**Activity**: Every record must appear in your reply exactly as written.

**Exercise material**:
—————
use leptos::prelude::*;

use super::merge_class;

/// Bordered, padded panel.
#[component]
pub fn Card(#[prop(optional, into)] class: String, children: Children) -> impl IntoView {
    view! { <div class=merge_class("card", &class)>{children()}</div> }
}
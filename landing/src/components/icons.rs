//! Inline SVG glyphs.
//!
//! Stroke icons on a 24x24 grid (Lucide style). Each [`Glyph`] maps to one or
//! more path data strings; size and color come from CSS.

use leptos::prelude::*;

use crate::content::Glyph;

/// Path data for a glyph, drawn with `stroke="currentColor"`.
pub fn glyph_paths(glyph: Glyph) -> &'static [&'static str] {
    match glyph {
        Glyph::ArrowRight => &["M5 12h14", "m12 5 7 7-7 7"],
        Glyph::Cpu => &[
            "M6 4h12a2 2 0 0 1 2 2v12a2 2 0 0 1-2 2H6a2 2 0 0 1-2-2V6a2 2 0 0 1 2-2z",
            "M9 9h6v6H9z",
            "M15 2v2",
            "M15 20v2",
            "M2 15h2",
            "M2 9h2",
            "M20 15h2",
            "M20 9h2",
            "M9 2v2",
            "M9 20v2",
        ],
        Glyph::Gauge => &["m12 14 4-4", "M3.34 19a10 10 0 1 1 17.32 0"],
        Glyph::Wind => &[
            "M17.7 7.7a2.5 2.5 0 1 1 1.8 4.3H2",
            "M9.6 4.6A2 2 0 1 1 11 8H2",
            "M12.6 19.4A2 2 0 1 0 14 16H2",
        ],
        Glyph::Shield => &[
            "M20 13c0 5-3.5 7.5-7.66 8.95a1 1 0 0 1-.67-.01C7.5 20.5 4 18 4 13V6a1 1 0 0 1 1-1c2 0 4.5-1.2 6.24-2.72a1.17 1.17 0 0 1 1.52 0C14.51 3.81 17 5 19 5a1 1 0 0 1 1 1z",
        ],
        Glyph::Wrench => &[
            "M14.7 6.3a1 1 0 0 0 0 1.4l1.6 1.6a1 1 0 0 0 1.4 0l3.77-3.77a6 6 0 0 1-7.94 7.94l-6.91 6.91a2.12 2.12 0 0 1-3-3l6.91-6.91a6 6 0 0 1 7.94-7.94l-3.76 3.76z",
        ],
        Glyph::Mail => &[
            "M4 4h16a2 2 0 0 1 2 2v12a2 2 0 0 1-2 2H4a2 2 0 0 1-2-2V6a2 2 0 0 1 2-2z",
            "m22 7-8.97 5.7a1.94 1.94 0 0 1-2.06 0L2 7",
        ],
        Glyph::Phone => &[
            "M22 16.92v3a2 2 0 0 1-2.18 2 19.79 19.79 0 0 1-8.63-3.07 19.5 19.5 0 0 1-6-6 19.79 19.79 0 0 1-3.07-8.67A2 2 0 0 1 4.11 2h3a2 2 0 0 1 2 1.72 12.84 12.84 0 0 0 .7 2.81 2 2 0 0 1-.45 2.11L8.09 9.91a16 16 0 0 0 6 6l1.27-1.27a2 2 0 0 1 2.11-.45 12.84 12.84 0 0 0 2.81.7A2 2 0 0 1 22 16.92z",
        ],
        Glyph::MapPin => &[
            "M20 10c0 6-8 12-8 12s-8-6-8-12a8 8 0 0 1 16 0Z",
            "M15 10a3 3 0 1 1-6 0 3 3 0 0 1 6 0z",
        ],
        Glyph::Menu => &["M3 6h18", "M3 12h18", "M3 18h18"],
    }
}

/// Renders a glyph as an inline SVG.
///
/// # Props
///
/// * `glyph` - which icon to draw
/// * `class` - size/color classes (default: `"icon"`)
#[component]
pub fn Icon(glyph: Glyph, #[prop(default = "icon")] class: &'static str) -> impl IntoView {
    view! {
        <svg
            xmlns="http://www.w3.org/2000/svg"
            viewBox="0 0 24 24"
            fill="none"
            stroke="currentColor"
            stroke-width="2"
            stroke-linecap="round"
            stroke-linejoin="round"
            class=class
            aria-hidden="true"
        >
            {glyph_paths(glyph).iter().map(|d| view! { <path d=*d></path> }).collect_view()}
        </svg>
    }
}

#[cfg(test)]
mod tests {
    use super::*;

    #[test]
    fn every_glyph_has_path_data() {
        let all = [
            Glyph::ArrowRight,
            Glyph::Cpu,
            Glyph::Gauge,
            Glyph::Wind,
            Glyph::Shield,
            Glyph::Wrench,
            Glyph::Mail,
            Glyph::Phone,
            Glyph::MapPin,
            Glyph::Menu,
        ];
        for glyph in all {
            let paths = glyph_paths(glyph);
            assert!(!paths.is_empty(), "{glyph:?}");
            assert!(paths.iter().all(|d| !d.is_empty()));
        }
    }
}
—————
**Solution**:
use leptos::prelude::*;

use super::merge_class;

/// Bordered, padded panel.
#[component]
pub fn Card(#[prop(optional, into)] class: String, children: Children) -> impl IntoView {
    view! { <div class=merge_class("card", &class)>{children()}</div> }
}
filename landing/src/components/icons.rs
//! Inline SVG glyphs.
//!
//! Stroke icons on a 24x24 grid (Lucide style). Each [`Glyph`] maps to one or
//! more path data strings; size and color come from CSS.

use leptos::prelude::*;

use crate::content::Glyph;

/// Path data for a glyph, drawn with `stroke="currentColor"`.
pub fn glyph_paths(glyph: Glyph) -> &'static [&'static str] {
    match glyph {
        Glyph::ArrowRight => &["M5 12h14", "m12 5 7 7-7 7"],
        Glyph::Cpu => &[
            "M6 4h12a2 2 0 0 1 2 2v12a2 2 0 0 1-2 2H6a2 2 0 0 1-2-2V6a2 2 0 0 1 2-2z",
            "M9 9h6v6H9z",
            "M15 2v2",
            "M15 20v2",
            "M2 15h2",
            "M2 9h2",
            "M20 15h2",
            "M20 9h2",
            "M9 2v2",
            "M9 20v2",
        ],
        Glyph::Gauge => &["m12 14 4-4", "M3.34 19a10 10 0 1 1 17.32 0"],
        Glyph::Wind => &[
            "M17.7 7.7a2.5 2.5 0 1 1 1.8 4.3H2",
            "M9.6 4.6A2 2 0 1 1 11 8H2",
            "M12.6 19.4A2 2 0 1 0 14 16H2",
        ],
        Glyph::Shield => &[
            "M20 13c0 5-3.5 7.5-7.66 8.95a1 1 0 0 1-.67-.01C7.5 20.5 4 18 4 13V6a1 1 0 0 1 1-1c2 0 4.5-1.2 6.24-2.72a1.17 1.17 0 0 1 1.52 0C14.51 3.81 17 5 19 5a1 1 0 0 1 1 1z",
        ],
        Glyph::Wrench => &[
            "M14.7 6.3a1 1 0 0 0 0 1.4l1.6 1.6a1 1 0 0 0 1.4 0l3.77-3.77a6 6 0 0 1-7.94 7.94l-6.91 6.91a2.12 2.12 0 0 1-3-3l6.91-6.91a6 6 0 0 1 7.94-7.94l-3.76 3.76z",
        ],
        Glyph::Mail => &[
            "M4 4h16a2 2 0 0 1 2 2v12a2 2 0 0 1-2 2H4a2 2 0 0 1-2-2V6a2 2 0 0 1 2-2z",
            "m22 7-8.97 5.7a1.94 1.94 0 0 1-2.06 0L2 7",
        ],
        Glyph::Phone => &[
            "M22 16.92v3a2 2 0 0 1-2.18 2 19.79 19.79 0 0 1-8.63-3.07 19.5 19.5 0 0 1-6-6 19.79 19.79 0 0 1-3.07-8.67A2 2 0 0 1 4.11 2h3a2 2 0 0 1 2 1.72 12.84 12.84 0 0 0 .7 2.81 2 2 0 0 1-.45 2.11L8.09 9.91a16 16 0 0 0 6 6l1.27-1.27a2 2 0 0 1 2.11-.45 12.84 12.84 0 0 0 2.81.7A2 2 0 0 1 22 16.92z",
        ],
        Glyph::MapPin => &[
            "M20 10c0 6-8 12-8 12s-8-6-8-12a8 8 0 0 1 16 0Z",
            "M15 10a3 3 0 1 1-6 0 3 3 0 0 1 6 0z",
        ],
        Glyph::Menu => &["M3 6h18", "M3 12h18", "M3 18h18"],
    }
}

/// Renders a glyph as an inline SVG.
///
/// # Props
///
/// * `glyph` - which icon to draw
/// * `class` - size/color classes (default: `"icon"`)
#[component]
pub fn Icon(glyph: Glyph, #[prop(default = "icon")] class: &'static str) -> impl IntoView {
    view! {
        <svg
            xmlns="http://www.w3.org/2000/svg"
            viewBox="0 0 24 24"
            fill="none"
            stroke="currentColor"
            stroke-width="2"
            stroke-linecap="round"
            stroke-linejoin="round"
            class=class
            aria-hidden="true"
        >
            {glyph_paths(glyph).iter().map(|d| view! { <path d=*d></path> }).collect_view()}
        </svg>
    }
}

#[cfg(test)]
mod tests {
    use super::*;

    #[test]
    fn every_glyph_has_path_data() {
        let all = [
            Glyph::ArrowRight,
            Glyph::Cpu,
            Glyph::Gauge,
            Glyph::Wind,
            Glyph::Shield,
            Glyph::Wrench,
            Glyph::Mail,
            Glyph::Phone,
            Glyph::MapPin,
            Glyph::Menu,
        ];
        for glyph in all {
            let paths = glyph_paths(glyph);
            assert!(!paths.is_empty(), "{glyph:?}");
            assert!(paths.iter().all(|d| !d.is_empty()));
        }
    }
}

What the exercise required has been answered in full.